Especially when it comes to crime reporting... you should know about shootings
in your area, or car crashes or kidnappings etc. Things that could actually
happen to you or impact your life. But me sitting in Michigan reading about
stabbings in Japan or a sheriff's deputy being shot in Texas, or a 4 year old
boy attacked by a mountain lion in San Diego... what do I do with that
information? What is the expected outcome of me reading that story? When I am
done reading it, what should I do about it?

It's feartainment, fear as an entertainment. I don't need to know it, but when
I read it I become afraid and over time I become addicted to fear, and so I
check CNN more to see if there is more things I need to be afraid of.
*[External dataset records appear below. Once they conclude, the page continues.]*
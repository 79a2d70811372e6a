use std::process::ExitCode;

#[tokio::main]
async fn main() -> ExitCode {
    // Load .env file if it exists (optional - won't fail if missing)
    // This must happen before any config is read from environment
    if let Err(e) = dotenvy::dotenv() {
        if !e.not_found() {
            eprintln!("Warning: Error loading .env file: {}", e);
        }
    }

    credplane::cli::run_cli().await
}
//! Managed credentials: the user/password pair, where it lives in the secret
//! store, and the JSON payload written there.

pub mod password;

pub use password::{PasswordGenerator, PasswordPolicy, MIN_PASSWORD_LENGTH, POSTGRES_SYMBOLS};

use serde::Serialize;
use serde_json::{Map, Value};
use std::fmt;

use crate::inventory::InstanceRecord;
use crate::secrets::{SecretString, SecretsError};

pub const INSTANCE_PLACEHOLDER: &str = "{instance}";
pub const USERNAME_PLACEHOLDER: &str = "{username}";

/// Payload keys that hold the password, newest first. `DB_PASSWORD` is the
/// key older tooling wrote.
const PASSWORD_KEYS: [&str; 2] = ["password", "DB_PASSWORD"];

/// Stable secret store key for one instance's managed credential.
#[derive(Debug, Clone, PartialEq, Eq, Hash, Serialize)]
#[serde(transparent)]
pub struct SecretId(String);

impl SecretId {
    /// Expand `template` for an instance and username.
    ///
    /// `{instance}` and `{username}` are substituted; everything else is kept
    /// verbatim, so the result is deterministic for a given pair.
    pub fn derive(template: &str, instance_id: &str, username: &str) -> Self {
        Self(
            template
                .replace(INSTANCE_PLACEHOLDER, instance_id)
                .replace(USERNAME_PLACEHOLDER, username),
        )
    }

    pub fn as_str(&self) -> &str {
        &self.0
    }
}

impl fmt::Display for SecretId {
    fn fmt(&self, f: &mut fmt::Formatter<'_>) -> fmt::Result {
        f.write_str(&self.0)
    }
}

/// A managed user's credential for one instance.
///
/// The password is `None` for a candidate built from an empty secret store
/// entry; a credential about to be applied always carries one.
#[derive(Debug, Clone, PartialEq, Eq)]
pub struct Credential {
    username: String,
    password: Option<SecretString>,
    secret_id: SecretId,
}

impl Credential {
    pub fn new(username: impl Into<String>, secret_id: SecretId) -> Self {
        Self { username: username.into(), password: None, secret_id }
    }

    pub fn with_password(mut self, password: SecretString) -> Self {
        self.password = Some(password);
        self
    }

    pub fn username(&self) -> &str {
        &self.username
    }

    pub fn password(&self) -> Option<&SecretString> {
        self.password.as_ref()
    }

    pub fn secret_id(&self) -> &SecretId {
        &self.secret_id
    }
}

/// Extract the managed password from a stored payload.
///
/// Accepts a JSON object with a `password` (or legacy `DB_PASSWORD`) key, or a
/// bare non-JSON string holding just the password.
pub fn password_from_payload(raw: &SecretString) -> Option<SecretString> {
    match serde_json::from_str::<Value>(raw.expose_secret()) {
        Ok(Value::Object(map)) => PASSWORD_KEYS
            .iter()
            .find_map(|key| map.get(*key).and_then(Value::as_str))
            .map(SecretString::new),
        Ok(_) => None,
        Err(_) if !raw.is_empty() => Some(raw.clone()),
        Err(_) => None,
    }
}

/// Render the JSON payload stored for `credential`.
///
/// When `existing` is a JSON object its unrelated keys are carried over and
/// the managed keys replaced. A legacy `DB_PASSWORD` key is kept in step with
/// `password` so older consumers keep working.
pub fn render_payload(
    existing: Option<&SecretString>,
    credential: &Credential,
    instance: &InstanceRecord,
) -> Result<SecretString, SecretsError> {
    let password = credential.password().ok_or_else(|| {
        SecretsError::invalid_value(credential.secret_id().as_str(), "credential has no password")
    })?;

    let mut map = existing
        .and_then(|raw| match serde_json::from_str::<Value>(raw.expose_secret()) {
            Ok(Value::Object(map)) => Some(map),
            _ => None,
        })
        .unwrap_or_else(Map::new);

    let password = Value::String(password.expose_secret().to_string());
    if map.contains_key("DB_PASSWORD") {
        map.insert("DB_PASSWORD".into(), password.clone());
    }
    map.insert("username".into(), Value::String(credential.username().to_string()));
    map.insert("password".into(), password);
    map.insert("host".into(), Value::String(instance.endpoint.host.clone()));
    map.insert("port".into(), Value::from(instance.endpoint.port));
    map.insert("engine".into(), Value::String(instance.engine.clone()));
    match &instance.database_name {
        Some(db) => map.insert("dbname".into(), Value::String(db.clone())),
        None => map.remove("dbname"),
    };

    Ok(SecretString::new(serde_json::to_string(&Value::Object(map))?))
}

#[cfg(test)]
mod tests {
    use super::*;
    use crate::inventory::Endpoint;

    fn instance() -> InstanceRecord {
        InstanceRecord {
            identifier: "prod-orders-db".into(),
            endpoint: Endpoint { host: "orders.abc.rds.amazonaws.com".into(), port: 5432 },
            engine: "postgres".into(),
            database_name: Some("orders".into()),
            source_instance: None,
        }
    }

    #[test]
    fn test_secret_id_derivation() {
        let id = SecretId::derive("secret/{instance}", "P1", "app");
        assert_eq!(id.as_str(), "secret/P1");

        let id = SecretId::derive("{instance}/{username}", "prod-orders-db", "service.orders");
        assert_eq!(id.as_str(), "prod-orders-db/service.orders");
        assert_eq!(id, SecretId::derive("{instance}/{username}", "prod-orders-db", "service.orders"));
    }

    #[test]
    fn test_render_payload_requires_password() {
        let credential = Credential::new("app", SecretId::derive("secret/{instance}", "P1", "app"));
        assert!(render_payload(None, &credential, &instance()).is_err());
    }

    #[test]
    fn test_render_payload_fresh() {
        let credential = Credential::new("app", SecretId::derive("secret/{instance}", "P1", "app"))
            .with_password("Pw-123456789abcdef".into());
        let payload = render_payload(None, &credential, &instance()).unwrap();
        let value: Value = serde_json::from_str(payload.expose_secret()).unwrap();
        assert_eq!(value["username"], "app");
        assert_eq!(value["password"], "Pw-123456789abcdef");
        assert_eq!(value["port"], 5432);
        assert_eq!(value["dbname"], "orders");
    }

    #[test]
    fn test_render_payload_preserves_unrelated_keys() {
        let existing = SecretString::new(r#"{"DB_PASSWORD":"old","API_KEY":"keep-me"}"#);
        let credential = Credential::new("app", SecretId::derive("secret/{instance}", "P1", "app"))
            .with_password("Pw-123456789abcdef".into());
        let payload = render_payload(Some(&existing), &credential, &instance()).unwrap();
        let value: Value = serde_json::from_str(payload.expose_secret()).unwrap();
        assert_eq!(value["API_KEY"], "keep-me");
        assert_eq!(value["DB_PASSWORD"], "Pw-123456789abcdef");
        assert_eq!(value["password"], "Pw-123456789abcdef");
    }

    #[test]
    fn test_render_payload_adds_no_legacy_key() {
        let existing = SecretString::new(r#"{"password":"old"}"#);
        let credential = Credential::new("app", SecretId::derive("secret/{instance}", "P1", "app"))
            .with_password("Pw-123456789abcdef".into());
        let payload = render_payload(Some(&existing), &credential, &instance()).unwrap();
        let value: Value = serde_json::from_str(payload.expose_secret()).unwrap();
        assert!(value.get("DB_PASSWORD").is_none());
        assert_eq!(password_from_payload(&payload).unwrap().expose_secret(), "Pw-123456789abcdef");
    }

    #[test]
    fn test_password_from_payload_variants() {
        let json = SecretString::new(r#"{"username":"app","password":"p1"}"#);
        assert_eq!(password_from_payload(&json).unwrap().expose_secret(), "p1");

        let legacy = SecretString::new(r#"{"DB_PASSWORD":"p2"}"#);
        assert_eq!(password_from_payload(&legacy).unwrap().expose_secret(), "p2");

        let bare = SecretString::new("p3-not-json");
        assert_eq!(password_from_payload(&bare).unwrap().expose_secret(), "p3-not-json");

        let no_password = SecretString::new(r#"{"username":"app"}"#);
        assert!(password_from_payload(&no_password).is_none());
    }
}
It
overflows into our local life too, we become addicted to fear and we know
others are addicted to fear too, so if we share the most fear-inducing stories
we become more popular as people become addicted to the fear we're spreading.

------
ekianjo
> These anti-consumer practices will only stop when these organizations start
> losing money.

Nope, I'd wage they will double-down on it even if they start losing money.
That's a well known spiral: don't expect anyone but the most useless employees
to remain until the end.

------
gregwtmtno
I won't look at any page that has autoplaying (even silent) video. It's too
distracting and it's not worth the effort to click the close button.

------
mlang23
In addition to the reasons listed in the article, I also notice (as someone
relying on accessibility) that the overall readability of news sites has gone
down dramatically in the recent years, especially considering accessibility.
With all this pop up ads and "we need you to accept cookies" nonsense, it has
become increasingly hard to just read a news bite. I notice in my own
behaviour, that I less regularily click on links that go to news sites, since
I dont want to waste my time unnecessaryil.

------
auiya
The solution is to hit F9 to enable reader mode using a modern browser. If it
can't render, I close the tab. There are extensions I'm sure which force
reader mode on selective lists of particularly egregious sites.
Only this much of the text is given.